NJ Ethics Opinion 742 Has a Blind Spot — And It Could Cost You a Client
New Jersey lawyers are generally aware that the Advisory Committee on Professional Ethics (ACPE) issued Opinion 742 addressing cloud computing and third-party data storage. Many practitioners treat it as their governing document for AI tool adoption. That instinct is understandable — but dangerously incomplete.
Opinion 742 was written for a world of Dropbox and Google Drive. It was not written for a world of large language models that ingest your prompts, potentially train on your data, and return outputs that may be confidently, fluently wrong. Using it as your AI compliance framework is like using a 2009 GPS to drive a 2025 road.
Here's where the real exposure lives.
The Competence Problem Is More Specific Than You Think
RPC 1.1 requires competent representation, and Comment 8 (adopted in New Jersey) explicitly calls for lawyers to keep pace with "changes in the law and its practice, including the benefits and risks associated with relevant technology."
Most NJ practitioners read this as: "I should know what AI is." The actual standard is harder. Competence means you must understand:
- How a specific tool generates its output — is it retrieval-based, generative, or a hybrid?

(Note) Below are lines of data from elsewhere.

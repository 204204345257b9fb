//! Capture surface validation and controller negotiation
//!
//! The remote channel records audio from a user-selected capture surface.
//! Only a browser-tab surface with an audio track is acceptable; any other
//! selection must be torn down in full before the error is reported, so no
//! capture indicator is left active.

use super::types::AcquisitionError;
use super::MediaSource;
use tracing::{info, warn};

/// The kind of surface the user selected for capture
#[derive(Debug, Clone, Copy, PartialEq, Eq)]
pub enum CaptureSurface {
    /// A browser/application tab (the only valid choice for the remote channel)
    BrowserTab,
    /// A single application window
    Window,
    /// An entire monitor
    Monitor,
}

/// Focus handling applied through a negotiated surface controller
#[derive(Debug, Clone, Copy, PartialEq, Eq)]
pub enum FocusBehavior {
    /// Keep focus where it is when capture starts
    NoFocusChange,
    /// Switch focus to the captured surface
    FocusCapturedSurface,
}

/// Optional platform controller for a captured surface
pub trait SurfaceController: Send {
    fn set_focus_behavior(&mut self, behavior: FocusBehavior);
}

/// Result of capability negotiation for the surface controller.
///
/// An explicit tagged variant rather than a runtime probe: platforms that
/// cannot steer focus report `Unsupported` and the capture proceeds without
/// a controller.
pub enum ControllerSupport {
    Supported(Box<dyn SurfaceController>),
    Unsupported,
}

impl std::fmt::Debug for ControllerSupport {
    fn fmt(&self, f: &mut std::fmt::Formatter<'_>) -> std::fmt::Result {
        match self {
            ControllerSupport::Supported(_) => write!(f, "Supported"),
            ControllerSupport::Unsupported => write!(f, "Unsupported"),
        }
    }
}

/// Validate a source acquired for the remote channel.
///
/// On any invalid combination the source's tracks are stopped before the
/// error is returned, and the caller must not open a provider connection.
pub fn validate_remote_source(source: &mut dyn MediaSource) -> Result<(), AcquisitionError> {
    let surface = source.surface();
    let has_audio = source.has_audio();

    if surface == Some(CaptureSurface::BrowserTab) && has_audio {
        info!("Valid capture selection: browser tab with audio");
        return Ok(());
    }

    warn!(
        ?surface,
        has_audio, "Invalid capture selection, stopping acquired tracks"
    );
    source.stop();
    Err(AcquisitionError::InvalidCaptureSurface { surface, has_audio })
}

- Whether the tool has a knowledge cutoff that may miss recent NJ Appellate or Supreme Court decisions
- Whether citations it produces have been verified against a primary source — not just hallucination-checked by another AI layer
A solo attorney in a South Jersey plaintiff's practice recently shared with me that their AI-assisted brief contained a citation to a New Jersey Appellate Division case that was reversed on appeal six months prior. The AI had no awareness of the subsequent history. The error made it past two review passes before a sharp paralegal caught it. That near-miss is not an edge case. It is a routine risk for any practitioner who does not have an explicit citation-verification step baked into their workflow.
RPC 1.6 and the Vendor Agreement Nobody Reads
New Jersey's RPC 1.6 requires reasonable efforts to prevent unauthorized disclosure of client information. The ACPE, consistent with Opinion 742, applies a "reasonable measures" standard — not a perfection standard. But "reasonable" is doing a lot of work here, and courts are beginning to define its edges.
When a New Jersey solo or small firm subscribes to an AI legal research or drafting tool, there are typically three documents that govern what happens to client data: the Terms of Service, the Data Processing Agreement (DPA), and the Privacy Policy. In my consulting work, I have reviewed dozens of these. The variations are striking:
- Some enterprise-tier tools contractually commit to zero data retention for prompts and outputs.
- Some standard-tier tools (often the ones with the lowest price point) reserve the right to use your inputs for model improvement.
- Some tools are ambiguous enough that the answer requires a direct inquiry to the vendor's legal team.
If you are using the free or prosumer tier of any AI tool in client matters, you likely have not executed a DPA. That is a RPC 1.6 problem — not a theoretical one, but an operational one you can fix this week.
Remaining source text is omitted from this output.